Task to carry out: Determine how many lines below contain the word "gateway", then write that number by itself.
Records supplied section start
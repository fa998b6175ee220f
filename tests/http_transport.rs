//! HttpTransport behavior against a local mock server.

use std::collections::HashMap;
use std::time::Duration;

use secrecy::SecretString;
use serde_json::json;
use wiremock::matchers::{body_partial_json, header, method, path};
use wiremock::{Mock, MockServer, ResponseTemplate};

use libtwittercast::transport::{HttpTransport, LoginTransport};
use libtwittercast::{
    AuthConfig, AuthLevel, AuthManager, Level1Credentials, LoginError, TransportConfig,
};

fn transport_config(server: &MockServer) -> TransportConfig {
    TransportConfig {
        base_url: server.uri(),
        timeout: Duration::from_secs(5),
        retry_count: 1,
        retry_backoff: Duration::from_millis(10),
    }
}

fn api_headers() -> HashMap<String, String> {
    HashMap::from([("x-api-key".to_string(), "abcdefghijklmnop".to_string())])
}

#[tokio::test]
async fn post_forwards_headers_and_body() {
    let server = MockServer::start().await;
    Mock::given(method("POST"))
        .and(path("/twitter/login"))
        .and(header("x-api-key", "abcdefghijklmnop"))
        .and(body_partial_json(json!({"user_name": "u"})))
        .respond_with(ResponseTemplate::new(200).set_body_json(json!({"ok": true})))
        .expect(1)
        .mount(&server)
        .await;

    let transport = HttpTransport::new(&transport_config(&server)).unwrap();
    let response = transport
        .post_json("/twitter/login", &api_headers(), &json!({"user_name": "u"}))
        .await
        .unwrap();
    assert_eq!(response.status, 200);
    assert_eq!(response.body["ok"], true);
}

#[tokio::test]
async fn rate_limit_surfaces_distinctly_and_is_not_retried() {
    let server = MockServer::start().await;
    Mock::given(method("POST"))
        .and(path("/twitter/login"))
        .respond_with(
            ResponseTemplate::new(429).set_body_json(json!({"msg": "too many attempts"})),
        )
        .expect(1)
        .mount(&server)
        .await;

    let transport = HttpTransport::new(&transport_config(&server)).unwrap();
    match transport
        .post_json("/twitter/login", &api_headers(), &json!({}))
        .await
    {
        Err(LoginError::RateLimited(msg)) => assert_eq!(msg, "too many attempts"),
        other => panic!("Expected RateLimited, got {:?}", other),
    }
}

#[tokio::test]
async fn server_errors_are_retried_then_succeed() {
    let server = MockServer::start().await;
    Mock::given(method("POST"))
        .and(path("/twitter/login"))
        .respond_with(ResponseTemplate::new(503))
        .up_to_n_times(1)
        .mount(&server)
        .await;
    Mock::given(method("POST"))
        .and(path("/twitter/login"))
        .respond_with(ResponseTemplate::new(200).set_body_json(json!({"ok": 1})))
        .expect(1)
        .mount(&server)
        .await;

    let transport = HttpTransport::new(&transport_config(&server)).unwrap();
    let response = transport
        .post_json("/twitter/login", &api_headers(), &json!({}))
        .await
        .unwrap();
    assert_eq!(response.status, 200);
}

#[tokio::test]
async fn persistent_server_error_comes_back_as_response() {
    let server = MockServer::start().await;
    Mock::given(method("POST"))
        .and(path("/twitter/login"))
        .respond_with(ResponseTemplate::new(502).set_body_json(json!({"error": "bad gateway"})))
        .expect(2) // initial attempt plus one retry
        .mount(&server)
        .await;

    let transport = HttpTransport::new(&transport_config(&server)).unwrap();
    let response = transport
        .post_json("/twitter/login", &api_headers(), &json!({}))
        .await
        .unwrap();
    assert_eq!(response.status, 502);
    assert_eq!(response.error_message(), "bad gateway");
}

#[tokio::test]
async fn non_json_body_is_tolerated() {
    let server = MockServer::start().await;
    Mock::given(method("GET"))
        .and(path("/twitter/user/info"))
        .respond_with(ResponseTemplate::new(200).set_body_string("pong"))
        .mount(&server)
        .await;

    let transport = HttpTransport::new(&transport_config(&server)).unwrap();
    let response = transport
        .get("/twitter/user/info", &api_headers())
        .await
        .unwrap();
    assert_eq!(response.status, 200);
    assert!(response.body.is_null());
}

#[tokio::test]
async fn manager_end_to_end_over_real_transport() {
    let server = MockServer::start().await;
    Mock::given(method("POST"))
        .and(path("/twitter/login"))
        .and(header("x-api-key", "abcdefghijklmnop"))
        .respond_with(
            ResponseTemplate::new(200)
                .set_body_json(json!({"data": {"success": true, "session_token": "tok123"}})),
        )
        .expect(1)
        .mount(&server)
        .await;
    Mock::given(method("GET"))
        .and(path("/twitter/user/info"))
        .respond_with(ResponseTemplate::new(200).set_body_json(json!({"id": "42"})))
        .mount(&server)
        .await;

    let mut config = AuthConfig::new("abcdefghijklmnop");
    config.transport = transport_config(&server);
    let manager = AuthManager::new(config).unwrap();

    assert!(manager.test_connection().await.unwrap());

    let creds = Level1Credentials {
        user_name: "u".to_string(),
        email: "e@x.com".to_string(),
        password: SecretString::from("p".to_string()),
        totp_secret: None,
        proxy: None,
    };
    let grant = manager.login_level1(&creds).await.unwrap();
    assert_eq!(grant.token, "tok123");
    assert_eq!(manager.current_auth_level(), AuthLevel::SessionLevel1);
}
Records supplied section end
Exercise output: 2